Required work: Taking the line with "let rt = tokio::runtime::Runtime::new()?;" as the first and the line with "async fn async_main()" as the last, set down exactly every line in that range from the entries below, and no more.

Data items
▬▬▬▬▬▬

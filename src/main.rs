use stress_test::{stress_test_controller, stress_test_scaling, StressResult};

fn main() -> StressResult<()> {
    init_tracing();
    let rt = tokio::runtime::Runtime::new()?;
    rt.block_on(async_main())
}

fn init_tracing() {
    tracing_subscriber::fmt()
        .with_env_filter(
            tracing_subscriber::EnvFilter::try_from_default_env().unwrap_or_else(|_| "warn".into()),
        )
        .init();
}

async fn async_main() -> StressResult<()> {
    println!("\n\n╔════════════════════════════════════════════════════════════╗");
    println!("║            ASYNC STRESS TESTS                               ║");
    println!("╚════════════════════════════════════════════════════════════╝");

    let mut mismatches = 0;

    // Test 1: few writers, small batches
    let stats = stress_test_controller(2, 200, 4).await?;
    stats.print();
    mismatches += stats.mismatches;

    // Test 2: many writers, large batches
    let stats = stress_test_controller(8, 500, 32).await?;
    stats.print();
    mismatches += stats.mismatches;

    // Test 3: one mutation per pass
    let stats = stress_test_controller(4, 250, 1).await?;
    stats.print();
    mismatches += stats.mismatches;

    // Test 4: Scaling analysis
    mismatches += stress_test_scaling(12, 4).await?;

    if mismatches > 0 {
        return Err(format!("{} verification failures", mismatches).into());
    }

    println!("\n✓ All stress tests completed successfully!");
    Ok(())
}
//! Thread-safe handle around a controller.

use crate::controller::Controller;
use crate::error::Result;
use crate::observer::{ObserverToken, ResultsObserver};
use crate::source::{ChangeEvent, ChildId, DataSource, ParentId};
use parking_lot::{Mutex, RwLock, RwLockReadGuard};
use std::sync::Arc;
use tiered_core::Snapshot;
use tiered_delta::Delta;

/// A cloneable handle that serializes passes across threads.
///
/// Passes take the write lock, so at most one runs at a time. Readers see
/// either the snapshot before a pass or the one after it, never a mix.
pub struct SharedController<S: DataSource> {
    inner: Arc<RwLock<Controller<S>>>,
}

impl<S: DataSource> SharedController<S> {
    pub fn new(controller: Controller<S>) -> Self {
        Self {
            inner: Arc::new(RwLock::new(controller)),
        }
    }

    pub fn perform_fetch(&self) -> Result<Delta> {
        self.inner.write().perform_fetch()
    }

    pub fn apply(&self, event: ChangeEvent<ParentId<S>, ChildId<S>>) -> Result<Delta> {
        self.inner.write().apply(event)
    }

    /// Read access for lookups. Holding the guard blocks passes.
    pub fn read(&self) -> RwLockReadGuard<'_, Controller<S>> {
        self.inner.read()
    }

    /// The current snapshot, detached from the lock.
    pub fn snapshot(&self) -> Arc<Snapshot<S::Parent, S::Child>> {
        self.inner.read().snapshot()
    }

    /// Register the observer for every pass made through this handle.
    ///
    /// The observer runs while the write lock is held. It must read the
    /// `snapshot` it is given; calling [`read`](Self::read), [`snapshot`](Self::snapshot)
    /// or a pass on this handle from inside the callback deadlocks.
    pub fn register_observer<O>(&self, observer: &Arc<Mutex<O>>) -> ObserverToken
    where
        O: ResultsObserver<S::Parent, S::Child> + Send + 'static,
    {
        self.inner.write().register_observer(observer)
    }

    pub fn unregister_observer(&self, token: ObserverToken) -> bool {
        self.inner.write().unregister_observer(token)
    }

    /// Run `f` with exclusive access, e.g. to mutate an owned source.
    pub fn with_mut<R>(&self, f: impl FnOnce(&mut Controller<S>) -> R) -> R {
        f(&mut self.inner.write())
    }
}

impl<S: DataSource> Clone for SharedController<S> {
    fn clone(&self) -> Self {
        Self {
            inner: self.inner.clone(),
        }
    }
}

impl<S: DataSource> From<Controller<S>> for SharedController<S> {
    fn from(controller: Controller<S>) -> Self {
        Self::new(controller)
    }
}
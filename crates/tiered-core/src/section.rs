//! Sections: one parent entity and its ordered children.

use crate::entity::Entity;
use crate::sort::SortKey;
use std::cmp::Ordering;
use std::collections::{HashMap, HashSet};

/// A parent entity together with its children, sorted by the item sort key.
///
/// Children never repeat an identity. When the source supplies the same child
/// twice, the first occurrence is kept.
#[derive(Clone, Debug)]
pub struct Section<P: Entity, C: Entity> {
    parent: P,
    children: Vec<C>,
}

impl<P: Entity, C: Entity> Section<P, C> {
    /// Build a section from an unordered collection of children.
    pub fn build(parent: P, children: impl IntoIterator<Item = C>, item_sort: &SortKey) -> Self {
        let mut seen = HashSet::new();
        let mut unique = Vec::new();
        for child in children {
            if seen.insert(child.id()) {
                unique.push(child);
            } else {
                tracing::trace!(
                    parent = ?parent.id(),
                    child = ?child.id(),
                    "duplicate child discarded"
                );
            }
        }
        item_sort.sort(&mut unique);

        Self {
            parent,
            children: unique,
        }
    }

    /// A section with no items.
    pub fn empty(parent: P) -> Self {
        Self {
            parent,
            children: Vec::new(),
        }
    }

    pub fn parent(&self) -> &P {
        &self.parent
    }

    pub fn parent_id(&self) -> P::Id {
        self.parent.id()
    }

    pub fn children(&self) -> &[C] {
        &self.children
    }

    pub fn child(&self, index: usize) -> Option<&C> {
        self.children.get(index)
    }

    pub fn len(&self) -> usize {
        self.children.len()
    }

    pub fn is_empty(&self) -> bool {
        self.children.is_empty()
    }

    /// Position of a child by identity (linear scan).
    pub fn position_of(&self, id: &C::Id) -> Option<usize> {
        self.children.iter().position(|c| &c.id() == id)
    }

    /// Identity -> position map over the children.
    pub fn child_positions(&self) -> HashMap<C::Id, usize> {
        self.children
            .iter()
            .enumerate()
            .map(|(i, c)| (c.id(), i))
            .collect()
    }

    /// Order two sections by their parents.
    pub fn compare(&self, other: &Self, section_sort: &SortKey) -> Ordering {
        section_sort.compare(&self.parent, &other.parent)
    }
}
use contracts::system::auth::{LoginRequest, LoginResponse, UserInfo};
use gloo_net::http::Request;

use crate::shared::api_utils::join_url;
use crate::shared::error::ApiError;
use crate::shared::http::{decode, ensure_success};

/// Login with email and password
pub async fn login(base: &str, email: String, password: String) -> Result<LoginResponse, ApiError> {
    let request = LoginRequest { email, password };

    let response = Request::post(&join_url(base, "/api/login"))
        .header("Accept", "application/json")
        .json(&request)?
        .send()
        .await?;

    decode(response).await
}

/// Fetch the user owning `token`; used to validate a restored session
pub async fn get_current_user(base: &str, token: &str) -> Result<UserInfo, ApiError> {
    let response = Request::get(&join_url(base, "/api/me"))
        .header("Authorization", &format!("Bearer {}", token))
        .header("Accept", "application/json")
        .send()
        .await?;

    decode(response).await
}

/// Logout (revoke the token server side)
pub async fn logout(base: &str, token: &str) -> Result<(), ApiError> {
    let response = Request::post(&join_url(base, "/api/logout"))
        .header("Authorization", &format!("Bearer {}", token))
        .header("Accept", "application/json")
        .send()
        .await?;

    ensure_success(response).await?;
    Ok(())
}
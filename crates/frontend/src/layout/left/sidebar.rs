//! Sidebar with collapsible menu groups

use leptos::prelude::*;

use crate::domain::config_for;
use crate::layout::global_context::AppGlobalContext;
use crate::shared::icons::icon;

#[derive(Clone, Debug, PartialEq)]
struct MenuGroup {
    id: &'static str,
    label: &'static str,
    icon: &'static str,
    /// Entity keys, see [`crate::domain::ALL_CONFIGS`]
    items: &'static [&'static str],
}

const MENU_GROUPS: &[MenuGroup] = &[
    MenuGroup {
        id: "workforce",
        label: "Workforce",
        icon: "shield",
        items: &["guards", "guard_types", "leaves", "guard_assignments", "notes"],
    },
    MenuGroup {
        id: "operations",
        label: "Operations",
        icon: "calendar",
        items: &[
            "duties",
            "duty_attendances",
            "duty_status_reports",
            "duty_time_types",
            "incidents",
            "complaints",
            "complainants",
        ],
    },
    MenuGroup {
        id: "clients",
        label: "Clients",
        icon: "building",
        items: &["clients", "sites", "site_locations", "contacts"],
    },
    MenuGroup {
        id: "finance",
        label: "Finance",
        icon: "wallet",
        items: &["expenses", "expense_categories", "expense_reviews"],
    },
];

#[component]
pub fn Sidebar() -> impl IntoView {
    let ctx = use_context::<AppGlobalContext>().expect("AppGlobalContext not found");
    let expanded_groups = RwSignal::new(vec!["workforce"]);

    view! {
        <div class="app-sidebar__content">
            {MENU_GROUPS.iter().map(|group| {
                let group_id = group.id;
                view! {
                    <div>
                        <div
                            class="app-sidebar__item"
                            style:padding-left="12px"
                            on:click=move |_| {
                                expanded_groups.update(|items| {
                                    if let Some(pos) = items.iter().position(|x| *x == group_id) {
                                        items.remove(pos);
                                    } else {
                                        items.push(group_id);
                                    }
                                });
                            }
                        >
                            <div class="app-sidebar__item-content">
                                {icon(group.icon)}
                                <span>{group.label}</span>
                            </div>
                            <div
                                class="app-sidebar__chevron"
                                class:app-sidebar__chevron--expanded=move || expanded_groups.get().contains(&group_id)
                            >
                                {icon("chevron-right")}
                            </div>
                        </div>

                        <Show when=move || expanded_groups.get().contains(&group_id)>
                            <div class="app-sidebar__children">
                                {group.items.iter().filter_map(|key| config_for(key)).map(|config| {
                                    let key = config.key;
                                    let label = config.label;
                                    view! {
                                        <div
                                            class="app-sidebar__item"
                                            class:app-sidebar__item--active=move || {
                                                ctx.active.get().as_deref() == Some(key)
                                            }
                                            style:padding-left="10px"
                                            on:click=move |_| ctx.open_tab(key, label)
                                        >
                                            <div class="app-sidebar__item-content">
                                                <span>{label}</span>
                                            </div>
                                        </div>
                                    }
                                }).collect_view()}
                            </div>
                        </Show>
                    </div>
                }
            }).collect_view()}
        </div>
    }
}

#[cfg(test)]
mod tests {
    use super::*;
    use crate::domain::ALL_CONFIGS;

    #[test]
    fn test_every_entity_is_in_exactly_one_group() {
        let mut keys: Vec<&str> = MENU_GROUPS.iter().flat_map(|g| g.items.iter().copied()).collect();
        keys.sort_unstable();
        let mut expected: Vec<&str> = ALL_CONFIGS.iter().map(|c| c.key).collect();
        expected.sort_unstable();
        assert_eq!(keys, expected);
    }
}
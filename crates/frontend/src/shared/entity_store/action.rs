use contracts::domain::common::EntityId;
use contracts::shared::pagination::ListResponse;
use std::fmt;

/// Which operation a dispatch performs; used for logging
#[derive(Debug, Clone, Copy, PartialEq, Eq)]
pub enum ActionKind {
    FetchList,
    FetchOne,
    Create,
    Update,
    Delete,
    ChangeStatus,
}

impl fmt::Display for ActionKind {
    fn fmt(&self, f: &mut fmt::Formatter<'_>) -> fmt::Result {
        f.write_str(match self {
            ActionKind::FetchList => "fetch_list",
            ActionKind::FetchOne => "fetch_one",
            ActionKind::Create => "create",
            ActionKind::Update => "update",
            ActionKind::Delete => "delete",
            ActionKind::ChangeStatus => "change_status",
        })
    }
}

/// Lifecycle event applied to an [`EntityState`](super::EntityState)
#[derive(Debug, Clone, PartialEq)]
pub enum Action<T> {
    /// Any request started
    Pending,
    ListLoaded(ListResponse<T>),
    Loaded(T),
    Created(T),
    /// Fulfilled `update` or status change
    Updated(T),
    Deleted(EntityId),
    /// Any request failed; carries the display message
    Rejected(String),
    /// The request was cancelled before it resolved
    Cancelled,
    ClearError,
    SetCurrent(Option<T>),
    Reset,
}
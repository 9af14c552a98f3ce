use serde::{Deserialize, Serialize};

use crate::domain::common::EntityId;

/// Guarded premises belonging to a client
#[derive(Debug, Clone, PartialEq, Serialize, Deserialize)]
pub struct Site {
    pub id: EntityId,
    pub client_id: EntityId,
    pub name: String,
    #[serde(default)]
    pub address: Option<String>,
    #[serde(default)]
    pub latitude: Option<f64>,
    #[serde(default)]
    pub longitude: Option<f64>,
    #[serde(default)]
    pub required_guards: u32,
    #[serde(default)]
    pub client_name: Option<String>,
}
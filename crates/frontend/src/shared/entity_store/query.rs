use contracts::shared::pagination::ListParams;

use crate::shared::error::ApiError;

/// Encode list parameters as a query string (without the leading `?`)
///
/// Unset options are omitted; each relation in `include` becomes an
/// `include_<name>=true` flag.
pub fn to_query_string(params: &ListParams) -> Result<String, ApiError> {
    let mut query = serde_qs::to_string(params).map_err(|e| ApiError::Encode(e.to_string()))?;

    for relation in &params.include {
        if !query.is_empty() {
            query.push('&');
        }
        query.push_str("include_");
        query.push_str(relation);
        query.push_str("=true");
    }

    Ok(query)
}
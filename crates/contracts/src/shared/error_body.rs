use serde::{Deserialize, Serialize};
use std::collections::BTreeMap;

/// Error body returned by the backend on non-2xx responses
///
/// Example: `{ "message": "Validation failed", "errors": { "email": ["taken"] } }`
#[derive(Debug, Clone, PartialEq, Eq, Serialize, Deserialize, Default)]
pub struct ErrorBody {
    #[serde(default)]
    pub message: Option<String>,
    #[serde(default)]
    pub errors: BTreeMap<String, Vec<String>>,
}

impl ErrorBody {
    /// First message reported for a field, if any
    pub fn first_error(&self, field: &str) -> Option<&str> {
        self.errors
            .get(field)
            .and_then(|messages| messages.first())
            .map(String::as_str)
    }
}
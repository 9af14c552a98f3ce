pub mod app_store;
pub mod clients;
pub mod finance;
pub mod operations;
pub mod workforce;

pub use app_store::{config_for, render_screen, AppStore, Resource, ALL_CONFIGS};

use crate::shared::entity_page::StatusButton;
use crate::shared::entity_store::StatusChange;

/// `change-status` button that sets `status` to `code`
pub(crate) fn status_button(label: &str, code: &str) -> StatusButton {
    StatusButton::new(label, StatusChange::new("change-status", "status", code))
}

▬▬▬▬▬▬

Answer for this exercise:
    let rt = tokio::runtime::Runtime::new()?;
    rt.block_on(async_main())
}

fn init_tracing() {
    tracing_subscriber::fmt()
        .with_env_filter(
            tracing_subscriber::EnvFilter::try_from_default_env().unwrap_or_else(|_| "warn".into()),
        )
        .init();
}

async fn async_main() -> StressResult<()> {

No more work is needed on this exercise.